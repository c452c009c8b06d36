//! Transfer search and booking.

use chrono::Local;
use serde::Deserialize;
use serde_json::Value;
use tracing::{info, warn};
use travel_core::transfer::{
    elapsed_between, TransferBookingParams, TransferBookingResult, TransferOption,
    TransferProvider, TransferSearchParams, TransferSearchResult, Vehicle,
};
use travel_core::Money;

use super::envelope::{array_at, ProviderFault};
use super::messages;
use super::BookingService;

#[derive(Debug, Deserialize)]
#[serde(rename_all = "camelCase")]
struct RawStop {
    date_time: String,
}

#[derive(Debug, Deserialize)]
#[serde(rename_all = "camelCase")]
struct RawQuotation {
    monetary_amount: String,
    currency_code: String,
}

#[derive(Debug, Deserialize)]
struct RawVehicle {
    code: String,
    description: String,
}

#[derive(Debug, Deserialize)]
#[serde(rename_all = "camelCase")]
struct RawTransferOffer {
    id: String,
    start: RawStop,
    end: RawStop,
    quotation: RawQuotation,
    vehicle: RawVehicle,
    service_provider: TransferProvider,
}

impl BookingService {
    pub async fn search_transfers(&self, params: &TransferSearchParams) -> TransferSearchResult {
        let body = match self.api.transfer_offers(params).await {
            Ok(body) => body,
            Err(e) => {
                warn!("Error searching transfers: {}", e);
                return TransferSearchResult::failed(messages::transfer_search_apology());
            }
        };

        if let Some(fault) = ProviderFault::from_body(&body) {
            if fault.detail.contains("NEED GEOCODES") {
                info!("Transfer search to {} needs geocodes", params.end_name);
                return TransferSearchResult::geocodes_required();
            }
            return TransferSearchResult::failed(fault.detail_or(messages::TRANSFER_SEARCH_FAILED));
        }

        let transfers: Result<Vec<_>, String> = array_at(&body, "data")
            .iter()
            .map(project_transfer)
            .collect();

        match transfers {
            Ok(transfers) => {
                info!(
                    "Found {} transfers from {}",
                    transfers.len(),
                    params.start_location_code
                );
                TransferSearchResult::found(transfers)
            }
            Err(e) => {
                warn!("Error reading transfer offers: {}", e);
                TransferSearchResult::failed(messages::transfer_search_apology())
            }
        }
    }

    /// Confirm a transfer without contacting the provider.
    ///
    /// The booking id is `TR-` followed by the local time to the second.
    pub async fn book_transfer(&self, params: TransferBookingParams) -> TransferBookingResult {
        let booking_id = format!("TR-{}", Local::now().format("%Y%m%d%H%M%S"));
        let result = TransferBookingResult::confirmed(booking_id, params);
        let trip_id = self.ledger.record(result.clone().into()).await;
        info!(
            "Transfer booking {} recorded under {}",
            result.booking_id().unwrap_or_default(),
            trip_id
        );
        result
    }
}

fn project_transfer(offer: &Value) -> Result<TransferOption, String> {
    let raw = RawTransferOffer::deserialize(offer).map_err(|e| e.to_string())?;
    let duration = elapsed_between(&raw.start.date_time, &raw.end.date_time).ok_or_else(|| {
        format!(
            "unreadable transfer times {} / {}",
            raw.start.date_time, raw.end.date_time
        )
    })?;

    Ok(TransferOption {
        id: raw.id,
        duration,
        price: Money::new(raw.quotation.monetary_amount, raw.quotation.currency_code),
        vehicle: Vehicle {
            vehicle_type: raw.vehicle.code,
            description: raw.vehicle.description,
        },
        provider: raw.service_provider,
    })
}

#[cfg(test)]
mod tests {
    use super::*;
    use serde_json::json;

    fn offer(start: &str, end: &str) -> Value {
        json!({
            "id": "5976726751",
            "start": {"dateTime": start, "locationCode": "CDG"},
            "end": {"dateTime": end},
            "quotation": {"monetaryAmount": "103.50", "currencyCode": "EUR"},
            "vehicle": {"code": "VAN", "category": "BU", "description": "Van"},
            "serviceProvider": {"code": "ABC", "name": "Sample Provider", "logoUrl": "x"}
        })
    }

    #[test]
    fn test_projection() {
        let transfer =
            project_transfer(&offer("2030-11-10T10:30:00", "2030-11-10T11:15:00")).unwrap();

        assert_eq!(transfer.id, "5976726751");
        assert_eq!(transfer.duration, "0:45:00");
        assert_eq!(transfer.price, Money::new("103.50", "EUR"));
        assert_eq!(transfer.vehicle.vehicle_type, "VAN");
        assert_eq!(transfer.vehicle.description, "Van");
        assert_eq!(transfer.provider.name, "Sample Provider");
        assert_eq!(transfer.provider.code, "ABC");
    }

    #[test]
    fn test_duration_ignores_zulu_suffix() {
        let transfer =
            project_transfer(&offer("2030-11-10T23:30:00Z", "2030-11-11T01:00:00")).unwrap();
        assert_eq!(transfer.duration, "1:30:00");
    }

    #[test]
    fn test_unreadable_times_are_shape_errors() {
        assert!(project_transfer(&offer("tomorrow", "2030-11-11T01:00:00")).is_err());
        assert!(project_transfer(&json!({"id": "1"})).is_err());
    }
}
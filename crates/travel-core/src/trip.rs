//! Trip records accumulated from confirmed bookings.

use chrono::NaiveDate;
use serde::{Deserialize, Serialize};

use crate::flight::BookingResult;
use crate::hotel::HotelBookingResult;
use crate::outcome::ToolOutcome;
use crate::transfer::TransferBookingResult;

/// Trip id for every booking confirmed on `date`: `TRIP_YYYYMMDD`.
///
/// All bookings confirmed on the same calendar day share one trip,
/// whichever conversation made them.
pub fn trip_id_for(date: NaiveDate) -> String {
    format!("TRIP_{}", date.format("%Y%m%d"))
}

/// Exactly one confirmed booking, tagged by kind.
#[derive(Debug, Clone, PartialEq, Serialize)]
#[serde(tag = "booking_type", rename_all = "lowercase")]
pub enum BookingRecord {
    Flight { flight_booking: BookingResult },
    Hotel { hotel_booking: HotelBookingResult },
    Transfer { transfer_booking: TransferBookingResult },
}

impl BookingRecord {
    pub fn kind(&self) -> &'static str {
        match self {
            BookingRecord::Flight { .. } => "flight",
            BookingRecord::Hotel { .. } => "hotel",
            BookingRecord::Transfer { .. } => "transfer",
        }
    }
}

impl From<BookingResult> for BookingRecord {
    fn from(flight_booking: BookingResult) -> Self {
        BookingRecord::Flight { flight_booking }
    }
}

impl From<HotelBookingResult> for BookingRecord {
    fn from(hotel_booking: HotelBookingResult) -> Self {
        BookingRecord::Hotel { hotel_booking }
    }
}

impl From<TransferBookingResult> for BookingRecord {
    fn from(transfer_booking: TransferBookingResult) -> Self {
        BookingRecord::Transfer { transfer_booking }
    }
}

/// A booking as stored in a trip.
#[derive(Debug, Clone, PartialEq, Serialize)]
pub struct TripBooking {
    #[serde(flatten)]
    pub record: BookingRecord,
    /// `YYYY-MM-DD` the booking was recorded.
    pub booking_date: String,
}

impl TripBooking {
    pub fn new(record: BookingRecord, recorded_on: NaiveDate) -> Self {
        Self {
            record,
            booking_date: recorded_on.format("%Y-%m-%d").to_string(),
        }
    }
}

/// A trip and its bookings in the order they were confirmed.
#[derive(Debug, Clone, PartialEq, Serialize)]
pub struct TripDetails {
    pub trip_id: String,
    pub bookings: Vec<TripBooking>,
}

impl TripDetails {
    pub fn new(trip_id: impl Into<String>) -> Self {
        Self {
            trip_id: trip_id.into(),
            bookings: Vec::new(),
        }
    }
}

/// Arguments of the `get_trip_details` tool.
#[derive(Debug, Clone, PartialEq, Eq, Default, Serialize, Deserialize)]
pub struct GetTripDetailsParams {
    #[serde(default)]
    pub trip_id: Option<String>,
}

#[derive(Debug, Clone, PartialEq, Serialize)]
pub struct TripDetailsResponse {
    pub trips: Vec<TripDetails>,
    pub error: Option<String>,
}

impl TripDetailsResponse {
    pub fn trips(trips: Vec<TripDetails>) -> Self {
        Self { trips, error: None }
    }

    /// Empty trip list with a "not found" message.
    pub fn not_found(trip_id: &str) -> Self {
        Self {
            trips: Vec::new(),
            error: Some(format!("Trip {} not found", trip_id)),
        }
    }
}

impl ToolOutcome for TripDetailsResponse {
    fn error_message(&self) -> Option<&str> {
        self.error.as_deref()
    }
}

#[cfg(test)]
mod tests {
    use super::*;
    use crate::hotel::HotelBookingParams;
    use crate::value::{Address, Money};

    #[test]
    fn test_trip_id_format() {
        let date = NaiveDate::from_ymd_opt(2030, 1, 5).unwrap();
        assert_eq!(trip_id_for(date), "TRIP_20300105");
    }

    #[test]
    fn test_trip_booking_serializes_with_type_tag() {
        let hotel = HotelBookingResult::confirmed(HotelBookingParams {
            hotel_name: "Hotel Lutetia".to_string(),
            address: Address::default(),
            check_in: "2030-06-01".to_string(),
            check_out: "2030-06-04".to_string(),
            price: Money::new("420.00", "EUR"),
            guests: vec![],
        });
        let booking = TripBooking::new(hotel.into(), NaiveDate::from_ymd_opt(2030, 5, 20).unwrap());
        let json = serde_json::to_value(&booking).unwrap();

        assert_eq!(json["booking_type"], "hotel");
        assert_eq!(json["booking_date"], "2030-05-20");
        assert_eq!(json["hotel_booking"]["hotel_name"], "Hotel Lutetia");
        assert_eq!(json["hotel_booking"]["status"], "confirmed");
    }

    #[test]
    fn test_not_found_response() {
        let response = TripDetailsResponse::not_found("TRIP_19990101");
        assert!(response.trips.is_empty());
        assert_eq!(response.error_message(), Some("Trip TRIP_19990101 not found"));
    }
}
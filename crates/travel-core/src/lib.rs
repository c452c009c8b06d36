//! Core data contracts and provider traits for the travel booking assistant.
//!
//! This crate provides the shared vocabulary for every other crate in the
//! workspace. It defines:
//!
//! - [`ChatMessage`] / [`ChatRequest`] / [`ChatResponse`] - The conversation
//!   shapes exchanged with a chat completion provider
//! - [`ToolSchema`] - Function definitions advertised to the model
//! - Flight, hotel, transfer and trip records (parameters and results)
//! - [`ChatProvider`] - Trait for chat completion backends
//! - [`BookingApi`] - Trait for the travel inventory backend
//! - [`ChatError`] / [`ProviderError`] - Error types for both boundaries
//!
//! # Example
//!
//! ```rust
//! use travel_core::{async_trait, ChatError, ChatProvider, ChatRequest, ChatResponse};
//!
//! struct CannedProvider;
//!
//! #[async_trait]
//! impl ChatProvider for CannedProvider {
//!     async fn complete(&self, _request: &ChatRequest) -> Result<ChatResponse, ChatError> {
//!         Ok(ChatResponse::text("Where would you like to fly?"))
//!     }
//!
//!     fn name(&self) -> &str {
//!         "CannedProvider"
//!     }
//! }
//! ```

mod chat;
mod error;
pub mod flight;
pub mod hotel;
mod outcome;
mod provider;
mod tool;
pub mod transfer;
pub mod trip;
mod value;

pub use chat::{
    ChatMessage, ChatRequest, ChatResponse, FunctionCall, NamedFunction, Role, ToolCall,
    ToolChoice, Usage, DEFAULT_MODEL, DEFAULT_TEMPERATURE,
};
pub use error::{ChatError, ConversationError, ProviderError};
pub use outcome::ToolOutcome;
pub use provider::{BookingApi, ChatProvider, FlightOfferQuery};
pub use tool::{FunctionSchema, ToolSchema};
pub use value::{Address, Money};

// Re-export async_trait for convenience
pub use async_trait::async_trait;
use std::sync::Arc;

use async_trait::async_trait;
use serde_json::{json, Value};
use travel_core::trip::GetTripDetailsParams;

use crate::booking::BookingService;
use crate::error::ToolError;
use crate::tool::{Tool, ToolArgs, ToolName, ToolOutput};

/// Read trips from the ledger.
pub struct GetTripDetails {
    service: Arc<BookingService>,
}

impl GetTripDetails {
    pub fn new(service: Arc<BookingService>) -> Self {
        Self { service }
    }
}

#[async_trait]
impl Tool for GetTripDetails {
    fn name(&self) -> ToolName {
        ToolName::GetTripDetails
    }

    fn description(&self) -> &str {
        "Get details of all booked flights, hotels, and transfers for a trip"
    }

    fn parameters(&self) -> Value {
        json!({
            "type": "object",
            "properties": {
                "trip_id": {
                    "type": "string",
                    "description": "Optional trip ID. If not provided, returns all trips."
                }
            }
        })
    }

    async fn execute(&self, args: ToolArgs) -> Result<ToolOutput, ToolError> {
        let params: GetTripDetailsParams = args.parse()?;
        ToolOutput::from_outcome(&self.service.get_trip_details(&params).await)
    }
}
use travel_core::trip::{GetTripDetailsParams, TripDetailsResponse};

use super::BookingService;

impl BookingService {
    /// One trip by id, or every trip when the id is absent or empty.
    pub async fn get_trip_details(&self, params: &GetTripDetailsParams) -> TripDetailsResponse {
        match params.trip_id.as_deref().filter(|id| !id.is_empty()) {
            Some(trip_id) => match self.ledger.trip(trip_id).await {
                Some(trip) => TripDetailsResponse::trips(vec![trip]),
                None => TripDetailsResponse::not_found(trip_id),
            },
            None => TripDetailsResponse::trips(self.ledger.trips().await),
        }
    }
}
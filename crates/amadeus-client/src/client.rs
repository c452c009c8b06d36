//! HTTP transport for the Amadeus endpoints.

use async_trait::async_trait;
use reqwest::{Client, Response};
use serde_json::Value;
use tracing::{debug, info};
use travel_core::flight::Traveler;
use travel_core::hotel::SearchHotelParams;
use travel_core::transfer::TransferSearchParams;
use travel_core::{BookingApi, FlightOfferQuery, ProviderError};

use crate::config::AmadeusConfig;
use crate::requests::{self, Query};

/// [`BookingApi`] backed by the Amadeus self-service REST API.
///
/// No timeout or retry policy is configured beyond reqwest's defaults.
pub struct AmadeusClient {
    client: Client,
    config: AmadeusConfig,
}

impl AmadeusClient {
    /// Create a client with the given configuration.
    pub fn new(config: AmadeusConfig) -> Result<Self, ProviderError> {
        if config.access_token.is_empty() {
            return Err(ProviderError::Configuration(
                "Amadeus access token is empty".to_string(),
            ));
        }

        let client = Client::builder().build().map_err(|e| {
            ProviderError::Configuration(format!("Failed to create HTTP client: {}", e))
        })?;

        info!(
            "AmadeusClient initialized for {} (currency {})",
            config.api_url, config.currency
        );

        Ok(Self { client, config })
    }

    /// Create a client from environment variables.
    pub fn from_env() -> Result<Self, ProviderError> {
        Self::new(AmadeusConfig::from_env()?)
    }

    /// Get the current configuration.
    pub fn config(&self) -> &AmadeusConfig {
        &self.config
    }

    fn url(&self, path: &str) -> String {
        format!("{}{}", self.config.api_url, path)
    }

    async fn get(&self, path: &str, query: &Query) -> Result<Value, ProviderError> {
        debug!("GET {} {:?}", path, query);

        let response = self
            .client
            .get(self.url(path))
            .bearer_auth(&self.config.access_token)
            .query(query)
            .send()
            .await
            .map_err(|e| ProviderError::Network(format!("GET {} failed: {}", path, e)))?;

        read_body(path, response).await
    }

    async fn post(&self, path: &str, body: &Value) -> Result<Value, ProviderError> {
        debug!("POST {}", path);

        let response = self
            .client
            .post(self.url(path))
            .bearer_auth(&self.config.access_token)
            .json(body)
            .send()
            .await
            .map_err(|e| ProviderError::Network(format!("POST {} failed: {}", path, e)))?;

        read_body(path, response).await
    }
}

/// Decode the JSON body whatever the status; error statuses carry an
/// `errors` array the caller interprets.
async fn read_body(path: &str, response: Response) -> Result<Value, ProviderError> {
    let status = response.status();
    let text = response
        .text()
        .await
        .map_err(|e| ProviderError::Network(format!("Failed to read {} body: {}", path, e)))?;

    debug!("{} -> {} ({} bytes)", path, status.as_u16(), text.len());

    serde_json::from_str(&text).map_err(|e| {
        ProviderError::InvalidResponse(format!(
            "{} returned non-JSON body ({}): {}",
            path,
            status.as_u16(),
            e
        ))
    })
}

#[async_trait]
impl BookingApi for AmadeusClient {
    async fn search_flight_offers(&self, query: &FlightOfferQuery) -> Result<Value, ProviderError> {
        let params = requests::flight_offers_query(query, &self.config.currency);
        self.get(requests::FLIGHT_OFFERS_PATH, &params).await
    }

    async fn price_flight_offer(&self, offer: &Value) -> Result<Value, ProviderError> {
        self.post(requests::FLIGHT_PRICING_PATH, &requests::pricing_body(offer))
            .await
    }

    async fn create_flight_order(
        &self,
        priced_offer: &Value,
        traveler: &Traveler,
    ) -> Result<Value, ProviderError> {
        let body = requests::order_body(priced_offer, traveler)?;
        self.post(requests::FLIGHT_ORDERS_PATH, &body).await
    }

    async fn hotels_by_city(&self, params: &SearchHotelParams) -> Result<Value, ProviderError> {
        let query = requests::hotels_by_city_query(params);
        self.get(requests::HOTELS_BY_CITY_PATH, &query).await
    }

    async fn hotel_offers(&self, hotel_ids: &[String]) -> Result<Value, ProviderError> {
        let query = requests::hotel_offers_query(hotel_ids, &self.config.currency);
        self.get(requests::HOTEL_OFFERS_PATH, &query).await
    }

    async fn transfer_offers(&self, params: &TransferSearchParams) -> Result<Value, ProviderError> {
        let body = requests::transfer_body(params)?;
        self.post(requests::TRANSFER_OFFERS_PATH, &body).await
    }
}

#[cfg(test)]
mod tests {
    use super::*;

    #[test]
    fn test_new_rejects_empty_token() {
        let result = AmadeusClient::new(AmadeusConfig::default());
        assert!(matches!(result, Err(ProviderError::Configuration(_))));
    }

    #[test]
    fn test_url_joins_base_and_path() {
        let client = AmadeusClient::new(
            AmadeusConfig::builder()
                .access_token("token")
                .api_url("https://api.amadeus.com/")
                .build(),
        )
        .unwrap();
        assert_eq!(
            client.url(requests::HOTEL_OFFERS_PATH),
            "https://api.amadeus.com/v3/shopping/hotel-offers"
        );
    }
}
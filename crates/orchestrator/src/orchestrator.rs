//! Chat orchestrator that runs one exchange per inbound frame.

use std::fmt;
use std::sync::Arc;

use chrono::Local;
use tracing::{debug, info, warn};
use travel_core::{
    ChatError, ChatMessage, ChatProvider, ChatRequest, ChatResponse, Role, ToolCall,
    DEFAULT_MODEL, DEFAULT_TEMPERATURE,
};
use travel_tools::ToolRegistry;

use crate::error::OrchestratorError;
use crate::events::{ChatPayload, ServerEvent};
use crate::prompt::system_prompt;
use crate::sink::ChatSink;

/// Acknowledgment sent before the model is contacted.
pub const PROCESSING_NOTICE: &str = "Processing your request...";

/// Sent before each tool call is dispatched.
pub const BROWSING_NOTICE: &str = "Browsing for options...";

/// Sent when a tool call cannot be dispatched at all.
pub const DISPATCH_FAILED_NOTICE: &str =
    "I encountered an error while processing your request. Let me help you try again.";

/// Where an exchange currently is.
#[derive(Debug, Clone, Copy, PartialEq, Eq)]
pub enum ConversationState {
    Idle,
    AwaitingModel,
    DispatchingTools,
}

impl fmt::Display for ConversationState {
    fn fmt(&self, f: &mut fmt::Formatter<'_>) -> fmt::Result {
        let name = match self {
            ConversationState::Idle => "idle",
            ConversationState::AwaitingModel => "awaiting_model",
            ConversationState::DispatchingTools => "dispatching_tools",
        };
        f.write_str(name)
    }
}

/// Coordinates the model and the booking tools for chat connections.
///
/// The orchestrator holds no per-connection state: each inbound frame
/// carries the whole conversation, so one instance serves every connection.
pub struct ChatOrchestrator {
    provider: Arc<dyn ChatProvider>,
    tools: Arc<ToolRegistry>,
    default_model: String,
}

impl ChatOrchestrator {
    pub fn new(provider: Arc<dyn ChatProvider>, tools: Arc<ToolRegistry>) -> Self {
        Self {
            provider,
            tools,
            default_model: DEFAULT_MODEL.to_string(),
        }
    }

    /// Model used when a frame does not name one.
    pub fn with_default_model(mut self, model: impl Into<String>) -> Self {
        self.default_model = model.into();
        self
    }

    pub fn default_model(&self) -> &str {
        &self.default_model
    }

    /// Handle one inbound text frame end-to-end.
    ///
    /// Failures inside the exchange are reported to the client as an `error`
    /// event and the connection stays usable. `Err` is returned only when the
    /// client can no longer be reached.
    pub async fn handle_frame(
        &self,
        frame: &str,
        sink: &dyn ChatSink,
    ) -> Result<(), OrchestratorError> {
        let outcome = match ChatPayload::from_frame(frame) {
            Ok(payload) => self.converse(payload, sink).await,
            Err(e) => Err(e),
        };

        match outcome {
            Ok(()) => Ok(()),
            Err(e) if e.is_disconnect() => Err(e),
            Err(e) => {
                warn!("Error in chat exchange: {}", e);
                sink.send(ServerEvent::error(e.to_string())).await
            }
        }
    }

    async fn converse(
        &self,
        payload: ChatPayload,
        sink: &dyn ChatSink,
    ) -> Result<(), OrchestratorError> {
        let mut messages = payload.conversation()?;
        if !messages.iter().any(|m| m.role == Role::System) {
            messages.insert(
                0,
                ChatMessage::system(system_prompt(Local::now().date_naive())),
            );
        }

        let model = payload
            .model
            .unwrap_or_else(|| self.default_model.clone());
        let temperature = payload.temperature.unwrap_or(DEFAULT_TEMPERATURE);

        let mut request =
            ChatRequest::new(messages, model, temperature).with_tools(self.tools.schemas());
        if let Some(choice) = payload.tool_choice {
            request = request.with_tool_choice(choice);
        }

        info!(
            "Processing chat frame with {} messages for model {}",
            request.messages.len(),
            request.model
        );

        sink.send(ServerEvent::received(PROCESSING_NOTICE)).await?;

        let response = self.complete(&request).await?;
        forward_text(&response, sink).await?;

        if !response.tool_calls.is_empty() {
            transition(ConversationState::DispatchingTools);
            for call in response.tool_calls {
                self.run_tool_call(&mut request, call, sink).await?;
            }
        }

        transition(ConversationState::Idle);
        Ok(())
    }

    /// Dispatch one tool call and, when it succeeds, let the model answer
    /// with its result.
    async fn run_tool_call(
        &self,
        request: &mut ChatRequest,
        call: ToolCall,
        sink: &dyn ChatSink,
    ) -> Result<(), OrchestratorError> {
        if !call.is_function() {
            debug!("Skipping tool call {} of type {}", call.id, call.call_type);
            return Ok(());
        }

        let name = call.function.name.clone();
        info!(tool = %name, call_id = %call.id, "Dispatching tool call");
        sink.send(ServerEvent::assistant(BROWSING_NOTICE)).await?;

        let output = match self
            .tools
            .dispatch(&name, &call.function.arguments)
            .await
        {
            Ok(output) => output,
            Err(e) => {
                warn!(tool = %name, error = %e, "Tool dispatch failed");
                return sink
                    .send(ServerEvent::assistant(DISPATCH_FAILED_NOTICE))
                    .await;
            }
        };

        if let Some(error) = output.error {
            info!(tool = %name, "Tool reported an error: {}", error);
            return sink
                .send(ServerEvent::assistant(format!(
                    "I encountered an error: {}. Let me help you try again.",
                    error
                )))
                .await;
        }

        let call_id = call.id.clone();
        request
            .messages
            .push(ChatMessage::assistant_tool_calls(vec![call]));
        request
            .messages
            .push(ChatMessage::tool_result(call_id, output.content));

        let follow_up = self.complete(request).await?;
        if !follow_up.tool_calls.is_empty() {
            info!(
                "Follow-up completion requested {} more tool calls; not dispatching",
                follow_up.tool_calls.len()
            );
        }
        forward_text(&follow_up, sink).await
    }

    async fn complete(&self, request: &ChatRequest) -> Result<ChatResponse, OrchestratorError> {
        transition(ConversationState::AwaitingModel);
        request.validate().map_err(ChatError::from)?;
        debug!(
            "Calling {} with {} messages",
            self.provider.name(),
            request.messages.len()
        );
        Ok(self.provider.complete(request).await?)
    }
}

fn transition(state: ConversationState) {
    debug!("Conversation state: {}", state);
}

async fn forward_text(response: &ChatResponse, sink: &dyn ChatSink) -> Result<(), OrchestratorError> {
    match response.visible_text() {
        Some(text) => sink.send(ServerEvent::assistant(text)).await,
        None => Ok(()),
    }
}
---+---
• [PROBLEM REQUIREMENTS]: For this exercise, gather every line of the data that contains the word "TripBooking".

• [RESPONSE]:
pub struct TripBooking {
impl TripBooking {
    pub bookings: Vec<TripBooking>,
        let booking = TripBooking::new(hotel.into(), NaiveDate::from_ymd_opt(2030, 5, 20).unwrap());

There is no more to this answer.